Могли, младший сын и любимец Чиано, о котором я уже упоминал, использовал волюнтаристски свое исключительное положение в доме, не обращая, подобно отцу, ни на что внимания Он тиранизировал всех, в особенности брата и сестру. Когда ему что-либо не нравилось, он тут же снимал ботинок и швырял его в того, кто ему противоречил. Брат и сестра знали, что дать сдачи не могут. Единственное, что они могли сделать, это убежать или встать напротив зеркала или стеклянной витрины, когда Могли нагибался за башмаком. В таких случаях маленький тиран не осмеливался на бросок. Однажды он все-таки рискнул и швырнул ботинок, разбив не только стеклянную витрину, но и дорогой севрский фарфор, выставленный для обозрения гостей. Когда я рассказал о случившемся Чиано, ожидая, что тот задаст своему сорванцу порку, гордый отец, к моему изумлению, даже порадовался этому.

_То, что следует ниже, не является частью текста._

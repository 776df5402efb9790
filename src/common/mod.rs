pub mod command_utils;
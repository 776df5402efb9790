use clap::{CommandFactory, Parser};
use log::debug;
use pysweep::{cli::Cli, config};
use std::process;

fn main() {
    // The wrapper has always treated any internal failure as a clean exit:
    // nothing is printed and the exit code stays 0.
    if let Err(e) = run() {
        debug!("exiting quietly after error: {e}");
        process::exit(0);
    }
}

fn run() -> pysweep::Result<()> {
    // No arguments at all means "show me the help", not a usage error
    if std::env::args().len() <= 1 {
        Cli::command().print_long_help()?;
        println!();
        return Ok(());
    }

    let cli = Cli::parse();

    // Initialize logging
    cli.init_logging();

    // Load configuration
    let config = config::load_config(cli.config.as_deref())?;

    pysweep::run_command(&cli, &config)
}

— Видите ли, — сказал он, смеясь, — таковы итальянцы: их героический порыв не остановит ничто.
Но, как оказалось, и его терпению имелись границы. Однажды произошло «омрачение отношений», но как истинный дипломат, Чиано, не выдержав долго, пошел на «формальное разрешение конфликта». Он прочитал сыну целый протокол заключения мира, после чего они обменялись рукопожатием, положившим конец ссоре. Протягивая отцу правую руку, сорванец левой схватил башмак и'запустил его в брата, стоявшего во время этой церемонии в некотором отдалении. Чиано хотел было рассердиться на неуспех своего дипломатического воспитательного метода, но предпочел смириться и сказал, пожимая плечами, со смущенной улыбкой:
— Чего вы хотите, это — типично по-итальянски.

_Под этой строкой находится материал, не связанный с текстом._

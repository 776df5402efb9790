//! Console presentation: banner, status prefixes and pacing.

use colored::Colorize;
use std::path::Path;
use std::thread;
use std::time::Duration;

const BANNER: &str = r#"

  _ __  _   _ _____      _____  ___ _ __
 | '_ \| | | / __\ \ /\ / / _ \/ _ \ '_ \
 | |_) | |_| \__ \\ V  V /  __/  __/ |_) |
 | .__/ \__, |___/ \_/\_/ \___|\___| .__/
 |_|    |___/                      |_|
"#;

const TOOL_LIST: &str = "Current used tools: pylint, flake8, mypy, bandit, \
pydocstyle, pytype, pyright, vulture and coverage.py";

/// Print the banner, version, separator and tool list, with a short pacing pause.
pub fn banner() {
    println!("{BANNER}");
    println!(" v{}\n", crate::VERSION);
    println!("###################################################################\n");
    pause();
    info(TOOL_LIST);
}

/// Print the caveats shown before every sweep.
pub fn sweep_preamble(file: &Path) {
    warning("This tool could contain false positives. Always review manually");
    info("Indentation style errors are currently disabled");
    info(&format!(
        "The following file will be analysed: {}",
        file.display()
    ));
}

pub fn info(msg: &str) {
    println!("{} {}", "[*]".blue().bold(), msg);
}

pub fn good(msg: &str) {
    println!("{} {}", "[+]".green().bold(), msg);
}

pub fn warning(msg: &str) {
    println!("{} {}", "[!]".yellow().bold(), msg);
}

pub fn bad(msg: &str) {
    println!("{} {}", "[-]".red().bold(), msg);
}

fn pause() {
    thread::sleep(Duration::from_millis(500));
}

Конечно, южно-американский план следовало держать в секрете, и пока Чиано пообещал мне не говорить о нем даже с женою. Я опасался, что графиня расскажет обо всем своему отцу, который к тому времени был уже освобожден и размещался неподалеку от виллы Чиано. Тогда могли бы возникнуть большие трудности: нельзя было, чтобы о нашем намерении преждевременно узнал Гитлер. Вообще-то, конечно, было необходимо получить его согласие, ибо я не мог отправить Чиано вместе с семьей за границу под личную ответственность. Но для этого следовало выждать подходящий момент, когда Кальтенбруннер или Гиммлер смогут доложить фюреру официально о плане в связи с каким-либо подходящим вопросом, который облегчил бы получение «добро» Гитлера. Кальтенбруннер расценивал такой шанс позитивно, исходя из того, что Гитлер видел в Чиано и без того крупного спекулянта и мошенника и сочтет поэтому возможным использовать его способности в немецких интересах. Кроме того, Гитлер будет побаиваться, что Чиано, находясь в Германии или Италии, сможет вновь оказать свое влияние на тестя, что облегчит возможность убедить фюрера в целесообразности выдворения графа за границу. (К этому времени Эдде удалось добиться примирения своего мужа с отцом. То, что оно было не окончательным, тогда не предполагалось.)
Несмотря на договоренность, Чиано все же рассказал кое-что своей жене о наших планах. Собственно говоря, этого следовало ожидать, так как он не мог обойтись без объяснений, тем более что она была тогда нечто вроде его духовника. К тому же он ей полностью доверял и не хотел ничего окончательно решать без нее. Это-то, однако, его и погубило. 18 сентября графиня была телеграммой приглашена в ставку фюрера в качестве гостьи. О Чиано в телеграмме ничего сказано не было, что вызвало его раздражение. Я попытался уладить эту неловкость, обратившись в ставку и указав на то, что граф также является гостем фюрера и не следует так демонстративно его третировать. Гитлер тем не менее не изменил своего решения и, как мне передали, был на меня разгневан. Мне не оставалось ничего другого, как попытаться успокоить Чиано, что мне, наконец, удалось с помощью его жены. Мне даже удалось убедить графа, что с тактической точки зрения гораздо целесообразнее, чтобы его жена сначала съездила в ставку одна. Было известно, что Гитлер ей симпатизировал, а в отсутствие самого Чиано их разговор будет более непринужденным и открытым. Используя благоприятную атмосферу, Эдде удастся расположить Гитлера к мужу и устранить существующие между ними напряженные отношения. Мои аргументы подействовали на Чиано: его ум взял верх над тщеславием. В конце концов он был даже доволен, что ему не нужно ехать с Эддой, понимая: без предварительной подготовки разговор между ним и Гитлером приятным не будет.